I’VE BEEN BLOGGING HERE for quite awhile now for myself all about my unpredictable moodswings, and undying emotions.  This time, let me now take my time to introduce to my co-bloggers and to the whole world my other half, my soul mate, and my ever beloved little “Wiwi” who were born on this earth with me – my twin sister, Tuesday Pil!  Wi, GOD knows how much I missed you!  It bounces all the way up to the moon and bangs all the way down to the dust.  In every single day I’m living half alive.  GOD knows how much I wish you were here.  I dearly miss you everyday.  I even miss you more than anybody else in the world.  If it would just take a thousand nickles to be tossed in a wishing well just to get you back, damn, I surely would for you were my comfort zone and my protective shield.  You were my dreams, my home and my life.  You were my best at times myself was my worst.  Only the earth is our living witness of how we were before.  Since we came into this earth together, we swore to kiss this earth good-bye together as well and I definitely know that it was never that day yet you never listened.  If the world just stood still, I could have kept you yet though how many years I keep crying, I know that I can never bring you back anymore yet you always know that you can always take me with you, but even now you’re not doing it.  And because of this, the 2nd of July has always been so cruel to the heart.  It pierces me in half, turning my skin inside-out for all our beautiful past reverberates shredding me down into million pieces.  If only I could re-live my life, I would always want to be July Pil again for I could never trade my fifteen years of being with you; not even for the rest of my life and for what I have become.

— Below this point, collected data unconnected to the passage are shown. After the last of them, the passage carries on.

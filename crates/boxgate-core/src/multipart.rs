//! Segmented (multipart) uploads
//!
//! Drivers without native multipart support get a segment-file fallback:
//! every append is written to `<upload_root>/<upload_id>/<offset>.bin` and
//! finishing concatenates the segments in offset order into the destination.

use crate::{Bridge, CoreError, Result};
use boxgate_driver::{path, ByteStream, Entry};
use futures::stream::{self, StreamExt, TryStreamExt};
use std::ops::ControlFlow;
use tracing::{debug, instrument, warn};

const SEGMENT_SUFFIX: &str = ".bin";

/// A stored segment of an upload
#[derive(Clone, Debug, PartialEq, Eq)]
struct Segment {
    offset: u64,
    size: u64,
    path: String,
}

impl Bridge {
    /// Start an upload and return its id
    #[instrument(skip(self))]
    pub async fn start_multipart_upload(&self) -> Result<String> {
        if self.capabilities.multipart {
            return Ok(self.driver.start_multipart_upload().await?);
        }
        let upload_id = uuid::Uuid::new_v4().simple().to_string();
        self.driver.create_directory(&self.segment_dir(&upload_id)).await?;
        debug!(%upload_id, "Started segmented upload");
        Ok(upload_id)
    }

    /// Store the bytes of `body` at `offset` within the upload
    #[instrument(skip(self, body))]
    pub async fn multipart_upload(&self, upload_id: &str, offset: u64, body: ByteStream) -> Result<()> {
        if self.capabilities.multipart {
            return Ok(self.driver.multipart_upload(upload_id, offset, body).await?);
        }
        let dir = self.checked_segment_dir(upload_id)?;
        if self.get_object_metadata_with_retry(&dir, true).await?.is_none() {
            return Err(CoreError::UploadSessionNotFound(upload_id.to_string()));
        }
        let segment = path::join(&dir, &format!("{offset}{SEGMENT_SUFFIX}"));
        Ok(self.driver.put_object(&segment, body).await?)
    }

    /// Concatenate every segment into `destination` and drop the segments.
    ///
    /// Segments must cover one contiguous byte range starting at offset 0.
    #[instrument(skip(self))]
    pub async fn finish_multipart_upload(&self, upload_id: &str, destination: &str) -> Result<()> {
        if self.capabilities.multipart {
            return Ok(self
                .driver
                .finish_multipart_upload(upload_id, destination)
                .await?);
        }
        let dir = self.checked_segment_dir(upload_id)?;
        let segments = self.segments(upload_id, &dir).await?;
        check_contiguous(upload_id, &segments)?;

        let driver = self.driver.clone();
        let paths: Vec<String> = segments.iter().map(|s| s.path.clone()).collect();
        let body = stream::iter(paths)
            .then(move |segment| {
                let driver = driver.clone();
                async move { driver.get_object(&segment).await }
            })
            .try_flatten()
            .boxed();
        self.driver.put_object(destination, body).await?;

        // The destination is complete; cleanup failures only leave garbage
        self.remove_segments(&dir, &segments).await;
        Ok(())
    }

    /// Best-effort removal of an abandoned upload's segments
    pub async fn abort_multipart_upload(&self, upload_id: &str) {
        if self.capabilities.multipart {
            debug!(%upload_id, "Native uploads expire on the backend");
            return;
        }
        let Ok(dir) = self.checked_segment_dir(upload_id) else {
            return;
        };
        let segments = match self.segments(upload_id, &dir).await {
            Ok(segments) => segments,
            Err(e) => {
                debug!(%upload_id, error = %e, "Nothing to abort");
                return;
            }
        };
        self.remove_segments(&dir, &segments).await;
    }

    async fn remove_segments(&self, dir: &str, segments: &[Segment]) {
        for segment in segments {
            if let Err(e) = self.driver.delete_object(&segment.path).await {
                warn!(path = %segment.path, error = %e, "Failed to delete upload segment");
            }
        }
        if let Err(e) = self.delete_directory(dir).await {
            warn!(path = %dir, error = %e, "Failed to delete upload segment folder");
        }
    }

    fn segment_dir(&self, upload_id: &str) -> String {
        path::join(&path::normalize(&self.config.upload_root), upload_id)
    }

    fn checked_segment_dir(&self, upload_id: &str) -> Result<String> {
        let valid = !upload_id.is_empty()
            && upload_id.chars().all(|c| c.is_ascii_alphanumeric() || c == '-');
        if !valid {
            return Err(CoreError::UploadSessionNotFound(upload_id.to_string()));
        }
        Ok(self.segment_dir(upload_id))
    }

    /// Stored segments sorted by offset
    async fn segments(&self, upload_id: &str, dir: &str) -> Result<Vec<Segment>> {
        let mut segments = Vec::new();
        let listed = self
            .driver
            .traverse_directory(dir, false, &mut |entry: Entry| {
                if let Some(segment) = parse_segment(&entry) {
                    segments.push(segment);
                }
                ControlFlow::Continue(())
            })
            .await;
        match listed {
            Err(e) if e.is_not_found() => {
                return Err(CoreError::UploadSessionNotFound(upload_id.to_string()))
            }
            other => other?,
        }
        segments.sort_by_key(|s| s.offset);
        Ok(segments)
    }
}

fn parse_segment(entry: &Entry) -> Option<Segment> {
    if !entry.is_file() {
        return None;
    }
    let offset = entry.name.strip_suffix(SEGMENT_SUFFIX)?.parse().ok()?;
    Some(Segment {
        offset,
        size: entry.size,
        path: entry.path_display.clone(),
    })
}

fn check_contiguous(upload_id: &str, segments: &[Segment]) -> Result<()> {
    let mut expected = 0;
    for segment in segments {
        if segment.offset != expected {
            return Err(CoreError::IncompleteUpload(format!(
                "{upload_id}: expected offset {expected}, found {}",
                segment.offset
            )));
        }
        expected += segment.size;
    }
    Ok(())
}
//! HTTP route definitions

use crate::{handlers, middleware, AppState};
use axum::{
    extract::DefaultBodyLimit,
    middleware as axum_middleware,
    routing::{get, post},
    Router,
};
use std::sync::Arc;
use tower_http::{
    compression::CompressionLayer,
    cors::{Any, CorsLayer},
    limit::RequestBodyLimitLayer,
    trace::TraceLayer,
};

/// Create the main router
pub fn create_router(state: Arc<AppState>) -> Router {
    let rate_limiter = middleware::create_rate_limiter(state.config.rate_limit_rps);

    let router = Router::new()
        // Listing
        .route("/2/files/list_folder", post(handlers::list_folder))
        .route("/2/files/list_folder/continue", post(handlers::list_folder_continue))
        .route("/2/files/list_folder/get_latest_cursor", post(handlers::get_latest_cursor))
        .route("/2/files/list_folder/longpoll", post(handlers::list_folder_longpoll))

        // Single entries
        .route("/2/files/get_metadata", post(handlers::get_metadata))
        .route("/2/files/create_folder_v2", post(handlers::create_folder))
        .route("/2/files/delete_v2", post(handlers::delete))
        .route("/2/files/move_v2", post(handlers::move_entry))
        .route("/2/files/copy_v2", post(handlers::copy_entry))

        // Batches
        .route("/2/files/delete_batch", post(handlers::delete_batch))
        .route("/2/files/delete_batch/check", post(handlers::delete_batch_check))
        .route("/2/files/move_batch_v2", post(handlers::move_batch))
        .route("/2/files/move_batch/check_v2", post(handlers::move_batch_check))
        .route("/2/files/copy_batch_v2", post(handlers::copy_batch))
        .route("/2/files/copy_batch/check_v2", post(handlers::copy_batch_check))

        // Content
        .route("/2/files/upload", post(handlers::upload))
        .route("/2/files/download", post(handlers::download))
        .route("/2/files/upload_session/start", post(handlers::upload_session_start))
        .route("/2/files/upload_session/append_v2", post(handlers::upload_session_append))
        .route("/2/files/upload_session/finish", post(handlers::upload_session_finish))

        // Rate limiting needs the session, so auth wraps it
        .layer(axum_middleware::from_fn_with_state(
            rate_limiter,
            middleware::rate_limit_middleware,
        ))
        .layer(axum_middleware::from_fn_with_state(
            Arc::clone(&state),
            middleware::auth_middleware,
        ))

        // Unauthenticated
        .route("/", get(handlers::health_check))

        .layer(axum_middleware::from_fn(middleware::logging_middleware))
        .layer(axum_middleware::from_fn(middleware::request_id_middleware));

    let router = if state.config.cors_enabled {
        router.layer(
            CorsLayer::new()
                .allow_origin(Any)
                .allow_methods(Any)
                .allow_headers(Any)
                .expose_headers(Any),
        )
    } else {
        router
    };

    router
        .layer(TraceLayer::new_for_http())
        .layer(CompressionLayer::new())
        .layer(DefaultBodyLimit::max(state.config.max_body_size))
        // Streamed uploads bypass DefaultBodyLimit
        .layer(RequestBodyLimitLayer::new(state.config.max_body_size))
        .with_state(state)
}
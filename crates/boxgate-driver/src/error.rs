//! Error types for the boxgate-driver crate

use thiserror::Error;

/// Result type alias using `DriverError`
pub type Result<T> = std::result::Result<T, DriverError>;

/// Errors a storage driver can report
#[derive(Error, Debug)]
pub enum DriverError {
    /// Nothing exists at the path
    #[error("not found: {0}")]
    NotFound(String),

    /// Something of the wrong kind already occupies the path
    #[error("path already exists: {0}")]
    AlreadyExists(String),

    /// Expected a directory, found a file
    #[error("not a directory: {0}")]
    NotADirectory(String),

    /// Directory still has children
    #[error("directory not empty: {0}")]
    DirectoryNotEmpty(String),

    /// Path is not usable by this backend
    #[error("invalid path: {0}")]
    InvalidPath(String),

    /// The driver does not implement an optional operation
    #[error("operation not supported by driver: {0}")]
    NotSupported(&'static str),

    /// Backend-specific failure (network, service error, ...)
    #[error("backend error: {0}")]
    Backend(String),

    /// IO error
    #[error("io error: {0}")]
    Io(#[from] std::io::Error),
}

impl DriverError {
    /// Whether this error means "nothing is there (yet)"
    pub fn is_not_found(&self) -> bool {
        match self {
            DriverError::NotFound(_) => true,
            DriverError::Io(e) => e.kind() == std::io::ErrorKind::NotFound,
            _ => false,
        }
    }
}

WI, YOU KNOW THAT I WOULD LONG for you forever until the time comes when we become whole again.  And on that day, mine would be the happiest soul there’ll ever be.  It’s been twelve years now and I know how happy you are now with GOD and that’s the happiness I can never give you but, oh dear!  Don’t you think it’s just too early to leave me behind?  I know where heaven is but I just don’t know how to get there.  I’ve been dying everyday missing you, loving you, and a thousand scars surfaced from my inner wound yet, I’ve been trying to live my life the best that I can so when these days are over and I may neither win nor lose my battles, and all I’ll be left out is nothing but my broken hands, you’ll be there to lend me yours and take me with you forever.  I have no idea where you always go but I’m already with you.

I’VE BUILT YOU A CASTLE OF LOVE where a torch is unquenchably lit so you can comfortably rest and stay with me forever.  May you rest in my heart and feel my every heartbeat loving you.

Daily Prompt: Childhood Revisited

Sure, you turned out pretty good, but is there anything you wish had been different about your childhood? If you have kids, is there anything you wish were different for them?

The above the article was a humble entry for the above linked writing challenge. Click on the link for more details.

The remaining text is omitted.